Jun 26 1965
From The Space Library
NASA Administrator James E. Webb announced at a press conference during the 23rd annual Hampton County (S.C.) Watermelon Festival that the Gemini V manned space flight would be an eight-day mission-the time required to fly to the moon, explore its surface, and return to earth. Webb also disclosed that NASA would announce next week the selection of six scientist astronauts.

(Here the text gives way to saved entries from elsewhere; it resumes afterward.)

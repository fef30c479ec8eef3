use anyhow::{Context, Result};
use clap::Args;
use retag_core::{Credentials, DatadogClient, RunController};

use crate::render::{render_json, render_report};
use crate::{ApiArgs, EXIT_OK, EXIT_RESOURCE_FAILURES, RunArgs};

#[derive(Debug, Args)]
pub struct MigrateArgs {
    #[command(flatten)]
    pub run: RunArgs,

    #[command(flatten)]
    pub api: ApiArgs,

    /// Abort on the first resource that fails instead of continuing
    #[arg(long)]
    pub strict: bool,

    /// Print the run report as JSON
    #[arg(long)]
    pub json: bool,
}

pub async fn run_migrate(args: MigrateArgs) -> Result<u8> {
    let (config, mode) = args.run.load()?;
    let credentials = Credentials::from_env()?;
    let client = DatadogClient::new(credentials, args.api.base_url()?, args.api.timeout())?;
    tracing::info!(
        %mode,
        base_url = %client.base_url(),
        strict = args.strict,
        "starting tag migration"
    );

    let report = RunController::new(&client, config.tags.clone(), mode)
        .strict(args.strict)
        .run(&config)
        .await
        .with_context(|| format!("{mode} run aborted"))?;

    let rendered = if args.json {
        render_json(&report)?
    } else {
        render_report(&report)
    };
    println!("{rendered}");

    if report.has_failures() {
        Ok(EXIT_RESOURCE_FAILURES)
    } else {
        Ok(EXIT_OK)
    }
}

Speaking at "Mendel Rivers Day" ceremony, Webb pointed out that Congressman Mendel Rivers, Chairman of the House Armed Services Committee, "has steadily supported the Nation's effort to build strength in space." Webb also said: "Thoughtful students of national power and its uses are increasingly aware that America's security as well as her leadership of the Free World, depends directly upon our progress in mastering and using space, "The National Aeronautics and Space Administration cooperates closely with the Department of Defense, to ensure that the technological progress we make in developing the peaceful uses of space will be drawn upon as needed to help keep the peace-in space and on earth, "As you can readily understand, the development of military space systems follows those basic research fields which provide the scientific understanding and technological capability to make such systems possible. It is NASA's job, as the space research and development agency, to provide this basic knowledge and know-how," Astronauts Virgil I. Grissom and John W. Young accompanied Webb to this festival. (NASA Release; Text; Aerospace Historian, 10/65, 111-14)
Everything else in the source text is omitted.